Black Is the Body: Stories from My Grandmother's Time, My Mother's Time, and Mine (Paperback)
WINNER OF THE CHRISTOPHER ISHERWOOD PRIZE FOR AUTOBIOGRAPHICAL PROSE
NAMED A BEST BOOK OF THE YEAR BY NPR AND KIRKUS REVIEWS
In these twelve deeply personal, connected essays, Bernard details the experience of growing up black in the south with a family name inherited from a white man, surviving a random stabbing at a New Haven coffee shop, marrying a white man from the North and bringing him home to her family, adopting two children from Ethiopia, and living and teaching in a primarily white New England college town. Each of these essays sets out to discover a new way of talking about race and of telling the truth as the author has lived it. “Blackness is an art, not a science. It is a paradox: intangible and visceral; a situation and a story. It is the thread that connects these essays, but its significance as an experience emerges randomly, unpredictably. . . . Race is the story of my life, and therefore black is the body of this book.”
About the Author
EMILY BERNARD was born and grew up in Nashville, Tennessee, and received her PhD in American studies from Yale University. She has been the recipient of grants from the Ford Foundation, the NEH, and a W. E. B. Du Bois Resident Fellowship at Harvard University. Her essays have been published in journals and anthologies, among them The American Scholar, Best American Essays, and Best African American Essays. She is the Julian Lindsay Green and Gold Professor of English at the University of Vermont.
“Emily Bernard is a master storyteller. She writes with an honesty and vulnerability that is uncommon. These stories are about what it means to be human—to love, to hurt, to heal. They will make you think, re-think, feel, and grow.”
—Nana-Ama Danquah, author of Willow Weep for Me: A Black Woman’s Journey through Depression
"Black Is the Body is one of the most beautiful, elegant memoirs I've ever read. It's about race, it's about womanhood, it's about friendship, it's about a life of the mind, and also a life of the body. But more than anything, it's about love. I can't praise Emily Bernard enough for what she has created in these pages."
“My very favorite book that I have read so far this year…It’s really life changing. If you get no other book this year, get Black Is the Body by Emily Bernard.”
"Of the 12 essays here, there's not one that even comes close to being forgettable. Bernard's language is fresh, poetically compact, and often witty ... Bernard proves herself to be a revelatory storyteller of race in America who can hold her own with some of those great writers she teaches."

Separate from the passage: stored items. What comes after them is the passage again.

//! Point awards
//!
//! Pure functions mapping pantry events to points. Awards are never negative,
//! so a score can only grow.

use serde::{Deserialize, Serialize};

pub const ADDITION_POINTS: u64 = 10;
pub const CUSTOM_RECIPE_POINTS: u64 = 25;

const LAST_MINUTE_POINTS: u64 = 50;
const SOON_POINTS: u64 = 30;
const REGULAR_POINTS: u64 = 20;

/// How consumption is rewarded
#[derive(Debug, Clone, Copy, PartialEq, Eq, Default, Serialize, Deserialize)]
#[serde(rename_all = "snake_case")]
pub enum ScoringPolicy {
    /// Tiered by urgency at the moment of consumption
    #[default]
    Tiered,
    /// Whole currency units of the consumed value
    ValueAsPoints,
}

impl ScoringPolicy {
    pub fn as_str(&self) -> &'static str {
        match self {
            ScoringPolicy::Tiered => "tiered",
            ScoringPolicy::ValueAsPoints => "value",
        }
    }

    pub fn from_str(s: &str) -> Option<Self> {
        match s.trim().to_lowercase().as_str() {
            "tiered" | "tier" => Some(ScoringPolicy::Tiered),
            "value" | "value_as_points" | "dollars" => Some(ScoringPolicy::ValueAsPoints),
            _ => None,
        }
    }

    pub fn score_for_addition(&self) -> u64 {
        score_for_addition()
    }

    pub fn score_for_consumption(&self, days_left: i64, proportional_value: f64) -> u64 {
        match self {
            ScoringPolicy::Tiered => score_for_consumption(days_left),
            ScoringPolicy::ValueAsPoints => score_for_value(proportional_value),
        }
    }

    pub fn score_for_custom_recipe(&self) -> u64 {
        score_for_custom_recipe()
    }
}

pub fn score_for_addition() -> u64 {
    ADDITION_POINTS
}

/// Tiered award: the closer to expiry, the bigger the reward
pub fn score_for_consumption(days_left_at_consumption: i64) -> u64 {
    if days_left_at_consumption <= 1 {
        LAST_MINUTE_POINTS
    } else if days_left_at_consumption <= 3 {
        SOON_POINTS
    } else {
        REGULAR_POINTS
    }
}

/// `floor(value)`, clamped at zero for non-finite or negative input
pub fn score_for_value(proportional_value: f64) -> u64 {
    if proportional_value.is_finite() && proportional_value > 0.0 {
        proportional_value.floor() as u64
    } else {
        0
    }
}

pub fn score_for_custom_recipe() -> u64 {
    CUSTOM_RECIPE_POINTS
}

#[cfg(test)]
mod tests {
    use super::*;

    #[test]
    fn test_flat_awards() {
        assert_eq!(score_for_addition(), 10);
        assert_eq!(score_for_custom_recipe(), 25);
    }

    #[test]
    fn test_consumption_tiers() {
        assert_eq!(score_for_consumption(-2), 50);
        assert_eq!(score_for_consumption(0), 50);
        assert_eq!(score_for_consumption(1), 50);
        assert_eq!(score_for_consumption(2), 30);
        assert_eq!(score_for_consumption(3), 30);
        assert_eq!(score_for_consumption(4), 20);
        assert_eq!(score_for_consumption(60), 20);
    }

    #[test]
    fn test_value_policy() {
        let policy = ScoringPolicy::ValueAsPoints;
        assert_eq!(policy.score_for_consumption(0, 8.99), 8);
        assert_eq!(policy.score_for_consumption(30, 0.49), 0);
        assert_eq!(score_for_value(f64::NAN), 0);
        assert_eq!(policy.score_for_addition(), 10);
    }

    #[test]
    fn test_policy_from_str() {
        assert_eq!(ScoringPolicy::from_str("Tiered"), Some(ScoringPolicy::Tiered));
        assert_eq!(ScoringPolicy::from_str("value"), Some(ScoringPolicy::ValueAsPoints));
        assert_eq!(ScoringPolicy::from_str("random"), None);
    }
}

--Maureen Corrigan, Fresh Air
“Familiar and comforting like your bed on a sleep-in morning, yet somber like the toll of a mourning bell, these essays are the voice of professional-class blackness lived adjacent to white people and within white structures, in which continually thinking through what it means to live in a black body and present and defend blackness is inevitable and essential for survival. Thoughtfully examines our obligation to our ancestors and our children, to friends and colleagues, to those who ought to know better and those who don’t, while remaining ever vigilant in the act of caring for our own self. I couldn’t put it down.”
—Julie Lythcott-Haims, author of Real American: A Memoir
"Black Is the Body brings lucidity, honesty, and insight to the topics of race and interracial relationships ... quietly compelling ... [Bernard's] stories get under your skin."
--Carlo Wolff, Pittsburgh Post-Gazette
"Bernard's lyrical book details traumas and pain from decades past to interrogate the nuances of her own life: growing up black in the South, marrying a white man from the North, and surviving a violent attack which unleashed the storyteller in her."
"Echoes of Joan Didion--terse yet beautiful writing, a bracing honesty--in the graceful new essay collection by Emily Bernard ... Black Is the Body marks the debut of an essayist in command of her gifts, a book that belongs beside the best of contemporary autobiography."
--Hamilton Cain, Chapter 16
"Conceived while the author was hospitalized after being stabbed by a white man, these 13 formidable, destined-to-be-studied essays mark the emergence of an extraordinary voice on race in America."
"Like the absurdly devastating crime that opens this riveting collection, Bernard's essays are impossible to turn away from. Linked by the author's powerful voice and by her experiences of the world--of survival, of falling in love, of interracial marriage and friendship, and of motherhood--each account tells the agonizing story of race in America with realism, nuance, and profound hope. A supremely honest and utterly gripping book."
"Bernard's honesty and vulnerability reveal a strong voice with no sugarcoating, sharing her struggle, ambivalence, hopes, and fears as an individual within a web of relationships, black and white. Highly recommended."
--Library Journal (starred review)
"Lucid ... deeply felt, unflinchingly honest, and openly questioning ... [Bernard] illuminates a legacy of storytelling ... and elaborates on the relationship between blacks and whites. A rare book of healing."
--Kirkus (starred review)
"Contemplative and compassionate ... Bernard's voice is personable yet incisive in exploring the lived reality of race ... [Her] wisdom and compassion radiate throughout this collection."